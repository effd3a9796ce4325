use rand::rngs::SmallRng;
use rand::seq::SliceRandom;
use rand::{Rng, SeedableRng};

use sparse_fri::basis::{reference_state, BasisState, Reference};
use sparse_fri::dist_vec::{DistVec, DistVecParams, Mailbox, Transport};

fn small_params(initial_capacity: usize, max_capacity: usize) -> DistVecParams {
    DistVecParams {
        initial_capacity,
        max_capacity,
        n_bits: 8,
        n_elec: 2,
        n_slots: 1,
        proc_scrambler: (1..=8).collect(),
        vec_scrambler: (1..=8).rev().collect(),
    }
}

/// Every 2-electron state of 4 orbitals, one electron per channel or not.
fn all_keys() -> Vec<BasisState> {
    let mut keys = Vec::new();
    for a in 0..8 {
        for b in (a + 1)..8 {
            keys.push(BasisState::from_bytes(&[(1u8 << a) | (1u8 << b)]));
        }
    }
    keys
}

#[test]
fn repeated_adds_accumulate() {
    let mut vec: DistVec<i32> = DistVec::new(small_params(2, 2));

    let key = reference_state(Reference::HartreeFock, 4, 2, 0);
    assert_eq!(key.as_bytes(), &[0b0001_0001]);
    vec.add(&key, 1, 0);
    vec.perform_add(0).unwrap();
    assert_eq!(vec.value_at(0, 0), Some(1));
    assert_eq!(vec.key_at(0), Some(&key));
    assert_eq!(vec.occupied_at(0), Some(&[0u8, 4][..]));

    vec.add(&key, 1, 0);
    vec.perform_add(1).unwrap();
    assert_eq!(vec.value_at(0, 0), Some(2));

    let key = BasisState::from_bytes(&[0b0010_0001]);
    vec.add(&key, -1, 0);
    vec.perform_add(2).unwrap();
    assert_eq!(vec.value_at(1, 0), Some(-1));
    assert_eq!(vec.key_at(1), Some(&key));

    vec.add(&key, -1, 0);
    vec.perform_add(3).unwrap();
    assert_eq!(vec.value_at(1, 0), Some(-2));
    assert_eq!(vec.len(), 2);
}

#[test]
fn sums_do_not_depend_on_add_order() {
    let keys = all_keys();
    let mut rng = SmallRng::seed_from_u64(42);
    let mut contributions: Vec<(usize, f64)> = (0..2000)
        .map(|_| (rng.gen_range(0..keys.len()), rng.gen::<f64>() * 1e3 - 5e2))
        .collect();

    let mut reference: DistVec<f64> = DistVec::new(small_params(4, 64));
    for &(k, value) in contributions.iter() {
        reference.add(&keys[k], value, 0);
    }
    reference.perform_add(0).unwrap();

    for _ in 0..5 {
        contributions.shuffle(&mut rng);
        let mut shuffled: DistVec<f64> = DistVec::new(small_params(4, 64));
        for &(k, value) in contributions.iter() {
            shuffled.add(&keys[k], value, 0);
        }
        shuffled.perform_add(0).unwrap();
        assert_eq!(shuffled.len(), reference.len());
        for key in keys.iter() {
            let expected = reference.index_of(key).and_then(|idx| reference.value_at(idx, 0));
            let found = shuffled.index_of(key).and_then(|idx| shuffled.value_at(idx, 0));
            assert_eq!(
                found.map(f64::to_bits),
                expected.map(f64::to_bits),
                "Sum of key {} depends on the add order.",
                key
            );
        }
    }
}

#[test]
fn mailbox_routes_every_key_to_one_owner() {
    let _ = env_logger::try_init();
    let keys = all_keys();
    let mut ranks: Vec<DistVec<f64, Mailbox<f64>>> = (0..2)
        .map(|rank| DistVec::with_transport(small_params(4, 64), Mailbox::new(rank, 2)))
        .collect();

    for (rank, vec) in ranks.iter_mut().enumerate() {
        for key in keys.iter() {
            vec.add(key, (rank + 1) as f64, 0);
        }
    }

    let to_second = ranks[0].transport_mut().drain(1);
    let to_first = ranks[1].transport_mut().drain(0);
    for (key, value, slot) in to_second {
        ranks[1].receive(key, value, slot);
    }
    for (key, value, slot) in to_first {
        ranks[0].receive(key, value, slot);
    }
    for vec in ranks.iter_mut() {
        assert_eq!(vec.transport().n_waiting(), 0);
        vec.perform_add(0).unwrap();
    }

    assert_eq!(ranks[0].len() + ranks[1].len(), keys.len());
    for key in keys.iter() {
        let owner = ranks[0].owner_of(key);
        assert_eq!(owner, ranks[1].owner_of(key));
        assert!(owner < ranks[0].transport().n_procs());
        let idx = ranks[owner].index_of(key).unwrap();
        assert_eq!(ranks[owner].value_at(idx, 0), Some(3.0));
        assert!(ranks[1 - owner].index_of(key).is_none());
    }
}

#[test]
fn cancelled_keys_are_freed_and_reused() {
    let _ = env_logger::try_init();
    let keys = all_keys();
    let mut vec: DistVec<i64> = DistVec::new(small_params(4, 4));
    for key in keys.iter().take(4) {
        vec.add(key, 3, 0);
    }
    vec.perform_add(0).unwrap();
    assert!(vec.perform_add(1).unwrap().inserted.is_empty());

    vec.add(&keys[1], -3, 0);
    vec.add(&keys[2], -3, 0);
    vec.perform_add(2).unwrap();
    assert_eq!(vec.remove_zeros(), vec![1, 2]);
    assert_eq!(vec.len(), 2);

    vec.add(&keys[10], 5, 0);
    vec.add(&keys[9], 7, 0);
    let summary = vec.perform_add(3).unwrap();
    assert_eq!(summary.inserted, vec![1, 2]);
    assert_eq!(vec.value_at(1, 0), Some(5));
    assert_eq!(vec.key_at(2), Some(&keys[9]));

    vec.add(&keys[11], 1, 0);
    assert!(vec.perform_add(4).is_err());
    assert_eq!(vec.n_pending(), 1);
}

...

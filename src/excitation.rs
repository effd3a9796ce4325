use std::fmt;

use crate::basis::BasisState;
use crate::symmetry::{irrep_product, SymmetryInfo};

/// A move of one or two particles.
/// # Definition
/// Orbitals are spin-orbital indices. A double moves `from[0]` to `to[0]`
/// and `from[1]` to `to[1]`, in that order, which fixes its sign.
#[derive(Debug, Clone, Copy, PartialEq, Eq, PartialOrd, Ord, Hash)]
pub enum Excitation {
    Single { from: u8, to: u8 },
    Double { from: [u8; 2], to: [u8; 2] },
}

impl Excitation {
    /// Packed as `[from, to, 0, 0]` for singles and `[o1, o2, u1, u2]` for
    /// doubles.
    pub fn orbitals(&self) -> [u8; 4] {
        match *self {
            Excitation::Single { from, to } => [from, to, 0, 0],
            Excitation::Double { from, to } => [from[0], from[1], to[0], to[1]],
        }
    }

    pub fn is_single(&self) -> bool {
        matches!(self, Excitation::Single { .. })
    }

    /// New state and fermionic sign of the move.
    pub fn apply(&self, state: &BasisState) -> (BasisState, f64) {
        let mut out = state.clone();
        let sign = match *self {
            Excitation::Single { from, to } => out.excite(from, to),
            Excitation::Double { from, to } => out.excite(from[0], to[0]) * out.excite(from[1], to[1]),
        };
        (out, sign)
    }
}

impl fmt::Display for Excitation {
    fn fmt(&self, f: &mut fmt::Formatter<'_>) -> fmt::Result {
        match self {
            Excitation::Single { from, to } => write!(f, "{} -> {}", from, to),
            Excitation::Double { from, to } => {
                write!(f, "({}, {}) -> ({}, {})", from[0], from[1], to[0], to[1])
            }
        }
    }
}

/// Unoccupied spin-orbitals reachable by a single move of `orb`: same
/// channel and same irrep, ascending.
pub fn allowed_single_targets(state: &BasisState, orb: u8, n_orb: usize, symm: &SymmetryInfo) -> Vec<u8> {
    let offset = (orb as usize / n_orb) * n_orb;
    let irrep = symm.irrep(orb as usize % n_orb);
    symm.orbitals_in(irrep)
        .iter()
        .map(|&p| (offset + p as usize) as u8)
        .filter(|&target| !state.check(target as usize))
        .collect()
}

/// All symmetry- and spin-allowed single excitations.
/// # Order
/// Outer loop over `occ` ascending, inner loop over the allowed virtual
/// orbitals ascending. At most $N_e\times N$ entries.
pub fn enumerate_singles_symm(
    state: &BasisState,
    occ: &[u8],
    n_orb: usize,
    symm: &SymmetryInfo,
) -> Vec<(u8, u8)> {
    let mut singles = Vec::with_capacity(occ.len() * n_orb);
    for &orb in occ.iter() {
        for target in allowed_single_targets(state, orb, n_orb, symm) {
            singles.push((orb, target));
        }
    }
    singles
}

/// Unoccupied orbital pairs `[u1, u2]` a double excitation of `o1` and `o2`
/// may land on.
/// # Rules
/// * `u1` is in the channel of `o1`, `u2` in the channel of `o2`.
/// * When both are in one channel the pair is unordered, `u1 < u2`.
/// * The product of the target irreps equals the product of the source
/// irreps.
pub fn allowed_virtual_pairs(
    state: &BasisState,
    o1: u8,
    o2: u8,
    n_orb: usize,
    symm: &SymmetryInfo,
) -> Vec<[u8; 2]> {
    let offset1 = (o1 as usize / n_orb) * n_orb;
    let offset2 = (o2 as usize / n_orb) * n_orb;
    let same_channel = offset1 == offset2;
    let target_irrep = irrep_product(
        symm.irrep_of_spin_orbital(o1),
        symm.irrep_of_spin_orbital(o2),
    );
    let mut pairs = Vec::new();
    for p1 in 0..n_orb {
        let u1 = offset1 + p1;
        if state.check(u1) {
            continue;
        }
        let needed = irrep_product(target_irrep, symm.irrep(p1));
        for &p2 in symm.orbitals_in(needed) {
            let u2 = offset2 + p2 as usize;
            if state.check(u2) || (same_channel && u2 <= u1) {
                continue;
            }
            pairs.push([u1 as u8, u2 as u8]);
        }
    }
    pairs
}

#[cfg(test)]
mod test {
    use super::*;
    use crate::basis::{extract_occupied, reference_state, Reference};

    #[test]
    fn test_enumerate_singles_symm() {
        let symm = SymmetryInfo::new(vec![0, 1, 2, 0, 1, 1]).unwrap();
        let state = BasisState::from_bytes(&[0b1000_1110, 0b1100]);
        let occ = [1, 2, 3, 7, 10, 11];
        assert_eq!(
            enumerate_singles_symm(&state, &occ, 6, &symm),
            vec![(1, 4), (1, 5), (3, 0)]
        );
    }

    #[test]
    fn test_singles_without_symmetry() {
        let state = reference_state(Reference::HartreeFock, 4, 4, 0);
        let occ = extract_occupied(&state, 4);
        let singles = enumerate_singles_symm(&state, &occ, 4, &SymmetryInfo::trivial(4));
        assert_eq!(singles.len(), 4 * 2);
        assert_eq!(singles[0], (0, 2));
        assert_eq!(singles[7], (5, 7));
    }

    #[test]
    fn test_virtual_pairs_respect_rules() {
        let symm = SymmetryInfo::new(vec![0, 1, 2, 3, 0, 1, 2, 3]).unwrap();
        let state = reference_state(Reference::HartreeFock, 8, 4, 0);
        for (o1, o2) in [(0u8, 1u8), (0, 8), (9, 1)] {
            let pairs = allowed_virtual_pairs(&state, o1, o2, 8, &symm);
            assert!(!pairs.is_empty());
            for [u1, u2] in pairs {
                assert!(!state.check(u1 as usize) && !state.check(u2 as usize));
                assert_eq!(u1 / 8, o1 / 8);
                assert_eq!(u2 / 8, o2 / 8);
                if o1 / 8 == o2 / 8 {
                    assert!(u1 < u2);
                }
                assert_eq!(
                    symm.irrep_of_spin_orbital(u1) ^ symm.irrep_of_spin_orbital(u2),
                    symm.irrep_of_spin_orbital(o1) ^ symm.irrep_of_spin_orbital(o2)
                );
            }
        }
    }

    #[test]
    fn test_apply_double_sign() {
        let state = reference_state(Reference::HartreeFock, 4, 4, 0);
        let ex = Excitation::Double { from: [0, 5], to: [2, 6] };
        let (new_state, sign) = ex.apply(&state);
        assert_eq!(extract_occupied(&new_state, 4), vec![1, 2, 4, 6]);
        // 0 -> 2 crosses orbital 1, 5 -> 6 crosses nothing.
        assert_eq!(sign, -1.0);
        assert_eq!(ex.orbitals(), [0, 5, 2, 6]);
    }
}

**What you need to do:** Using the listing above, tally how many lines include the word "DistVecParams". Write only the number.

**Exercise response:** 3